Have you tried it or have you heard about anyone trying that? Yeah, so I can say you that, for example, Copilot is pretty bad and suggesting Gherkin. Actually, this bad example that I saw you, which is a script, was generated by Copilot,
but Copilot, okay, oh, I don't have this open anymore because there is also this closed beta of Copilot X which, you know, ships for Visual Studio Code insiders which is an early build and I asked it to provide
some examples and it were better, yeah. So perhaps if they put some more attention into it it may be better, yeah. Awesome, thank you. Right, first thing, first, thank you for the talk today. You argued against the use of behavior-driven design on the UI level but, I mean, you left unsaid
or probably you just hinted about the idea of using VDD at the model level. Would you argue for or against using VDD at that very internal layer and if so, is there any example that comes to mind? So personally, I have no objection
because if I understand correctly, you're asking if I would be against using VDD like lower, yeah, on the model. I see no problem with that personally but haven't done this. I think it might work. It should be good. Thank you again. Hello, thank you very much for the talk.
We are currently thinking about using VDD in our project and I'm wondering whether we should use behave or Pytest VDD and what are the features we should consider for our decision. Right, so I worked with behave 2018, I believe and as far as I checked before this talk,
we haven't released any version since then which is kind of interesting but also we had a couple of issues with behave like it wasn't really running tests in parallel so I remember there was a match request supposed to provide that feature. I don't know if it was merged.
We're now with Pytest VDD and I'm really fond of it. I think it makes the job. It's not ideal because for example, it doesn't support all the new syntax of Gherkin but it's more than enough for us, so to speak. This fork, Pytest VDD-NG
which I noticed it was some update four months ago and it has those features so I would just run a comparison between those two. Pytest VDD, if you already have experience with Pytest should be less deep learning curve so that would be my recommendation. Thank you.

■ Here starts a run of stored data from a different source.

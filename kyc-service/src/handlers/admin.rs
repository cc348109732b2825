use axum::{
    extract::{Path, Query, State},
    response::Response,
    Json,
};
use service_core::error::AppError;
use uuid::Uuid;

use crate::{
    dtos::kyc::{DecisionResponse, DocumentListResponse, RejectRequest, UserListQuery},
    handlers::kyc::file_response,
    models::{AuthenticatedIdentity, Identity},
    services::KycStats,
    utils::ValidatedJson,
    AppState,
};

/// Pending documents, oldest first
#[utoipa::path(
    get,
    path = "/api/v1/admin/kyc/pending",
    responses(
        (status = 200, description = "Review queue", body = DocumentListResponse),
        (status = 401, description = "Not authenticated", body = ErrorResponse),
        (status = 403, description = "Admin role required", body = ErrorResponse)
    ),
    tag = "Admin",
    security(("bearer_auth" = []))
)]
pub async fn pending_documents(
    State(state): State<AppState>,
    admin: AuthenticatedIdentity,
) -> Result<Json<DocumentListResponse>, AppError> {
    let documents = state.aggregator.pending_queue(&admin).await?;
    Ok(Json(documents.into()))
}

/// Approve a document
#[utoipa::path(
    put,
    path = "/api/v1/admin/kyc/{id}/approve",
    params(("id" = Uuid, Path, description = "Document id")),
    responses(
        (status = 200, description = "Document approved", body = DecisionResponse),
        (status = 403, description = "Admin role required", body = ErrorResponse),
        (status = 404, description = "Document not found", body = ErrorResponse)
    ),
    tag = "Admin",
    security(("bearer_auth" = []))
)]
pub async fn approve_document(
    State(state): State<AppState>,
    admin: AuthenticatedIdentity,
    Path(id): Path<Uuid>,
) -> Result<Json<DecisionResponse>, AppError> {
    let outcome = state.aggregator.approve(&admin, id).await?;
    Ok(Json(outcome.into()))
}

/// Reject a document with a reason
#[utoipa::path(
    put,
    path = "/api/v1/admin/kyc/{id}/reject",
    params(("id" = Uuid, Path, description = "Document id")),
    request_body = RejectRequest,
    responses(
        (status = 200, description = "Document rejected", body = DecisionResponse),
        (status = 400, description = "Missing reason", body = ErrorResponse),
        (status = 403, description = "Admin role required", body = ErrorResponse),
        (status = 404, description = "Document not found", body = ErrorResponse)
    ),
    tag = "Admin",
    security(("bearer_auth" = []))
)]
pub async fn reject_document(
    State(state): State<AppState>,
    admin: AuthenticatedIdentity,
    Path(id): Path<Uuid>,
    ValidatedJson(req): ValidatedJson<RejectRequest>,
) -> Result<Json<DecisionResponse>, AppError> {
    let outcome = state.aggregator.reject(&admin, id, &req.reason).await?;
    Ok(Json(outcome.into()))
}

/// View any document file inline
#[utoipa::path(
    get,
    path = "/api/v1/admin/kyc/documents/{id}/preview",
    params(("id" = Uuid, Path, description = "Document id")),
    responses(
        (status = 200, description = "File bytes"),
        (status = 403, description = "Admin role required", body = ErrorResponse),
        (status = 404, description = "Document or file not found", body = ErrorResponse)
    ),
    tag = "Admin",
    security(("bearer_auth" = []))
)]
pub async fn preview_document(
    State(state): State<AppState>,
    admin: AuthenticatedIdentity,
    Path(id): Path<Uuid>,
) -> Result<Response, AppError> {
    let (document, data) = state.intake.preview(&admin, id).await?;
    Ok(file_response(
        &document,
        data,
        "inline",
        Some("private, max-age=3600"),
    ))
}

/// Accounts, optionally filtered by KYC status, newest first
#[utoipa::path(
    get,
    path = "/api/v1/admin/users",
    params(UserListQuery),
    responses(
        (status = 200, description = "Accounts", body = [Identity]),
        (status = 400, description = "Unknown status filter", body = ErrorResponse),
        (status = 403, description = "Admin role required", body = ErrorResponse)
    ),
    tag = "Admin",
    security(("bearer_auth" = []))
)]
pub async fn list_users(
    State(state): State<AppState>,
    _admin: AuthenticatedIdentity,
    Query(query): Query<UserListQuery>,
) -> Result<Json<Vec<Identity>>, AppError> {
    let status = query.status()?;
    Ok(Json(state.accounts.list_by_kyc_status(status).await?))
}

/// Identity and document counts per status
#[utoipa::path(
    get,
    path = "/api/v1/admin/dashboard/stats",
    responses(
        (status = 200, description = "Counters", body = KycStats),
        (status = 403, description = "Admin role required", body = ErrorResponse)
    ),
    tag = "Admin",
    security(("bearer_auth" = []))
)]
pub async fn dashboard_stats(
    State(state): State<AppState>,
    admin: AuthenticatedIdentity,
) -> Result<Json<KycStats>, AppError> {
    Ok(Json(state.aggregator.stats(&admin).await?))
}
use crate::error::AppError;
use config::{Config as Cfg, File};
use serde::Deserialize;
use std::net::{IpAddr, Ipv4Addr, SocketAddr};

/// Settings shared by every service binary.
#[derive(Debug, Deserialize, Clone)]
pub struct Config {
    #[serde(default = "default_host")]
    pub host: IpAddr,
    #[serde(default = "default_port")]
    pub port: u16,
}

fn default_host() -> IpAddr {
    IpAddr::V4(Ipv4Addr::UNSPECIFIED)
}

fn default_port() -> u16 {
    8080
}

impl Default for Config {
    fn default() -> Self {
        Self {
            host: default_host(),
            port: default_port(),
        }
    }
}

impl Config {
    /// Loads `.env`, then an optional `configuration.*` file, then `APP__*` variables.
    pub fn load() -> Result<Self, AppError> {
        dotenvy::dotenv().ok();

        let config = Cfg::builder()
            .add_source(File::with_name("configuration").required(false))
            .add_source(config::Environment::with_prefix("APP").separator("__"))
            .build()?;

        Ok(config.try_deserialize()?)
    }

    pub fn socket_addr(&self) -> SocketAddr {
        SocketAddr::new(self.host, self.port)
    }
}

#[cfg(test)]
mod tests {
    use super::*;

    #[test]
    fn default_binds_all_interfaces() {
        let config = Config::default();
        assert_eq!(config.socket_addr().to_string(), "0.0.0.0:8080");
    }
}
use axum::{
    extract::{FromRequest, Request},
    response::{IntoResponse, Response},
    Json,
};
use serde::de::DeserializeOwned;
use service_core::error::AppError;
use validator::Validate;

/// JSON body extractor that runs `validator` rules: 400 on malformed JSON, 422 on rule failures.
pub struct ValidatedJson<T>(pub T);

#[axum::async_trait]
impl<T, S> FromRequest<S> for ValidatedJson<T>
where
    T: DeserializeOwned + Validate + 'static,
    S: Send + Sync,
{
    type Rejection = Response;

    async fn from_request(req: Request, state: &S) -> Result<Self, Self::Rejection> {
        let Json(value) = Json::<T>::from_request(req, state).await.map_err(|e| {
            AppError::BadRequest(anyhow::anyhow!("Json parse error: {}", e.body_text()))
                .into_response()
        })?;

        value
            .validate()
            .map_err(|e| AppError::ValidationError(e).into_response())?;

        Ok(ValidatedJson(value))
    }
}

Hi, thank you for your talk. It was super interesting. I have a question around, you mentioned code coverage just before but you also said that it's not really about coverage. I wonder what success looks like and what are the cues that tell you that you have enough scenarios or that your tests are broad enough for you to consider it a good code base or a healthy one?
I don't think there is a clear success scenario because the thing is that like with testing itself, yeah, we can have code coverage on 100% but it's only a metric of how many code actually we executed. With test scenarios in general,
you can only write those that you figure out or copilot suggests. So that's it. I wouldn't tell about it. We can use another metric but it's not easy to calculate or enforce. Are people actually using it and do they find it helpful?
So that's different. For example, if these scenarios are not too big that would be my success metric around it. But really, really tough question. Thank you for this one. I will be thinking about it all night. Yeah, so we'll thank everyone and thanks to Sebastian for the talk.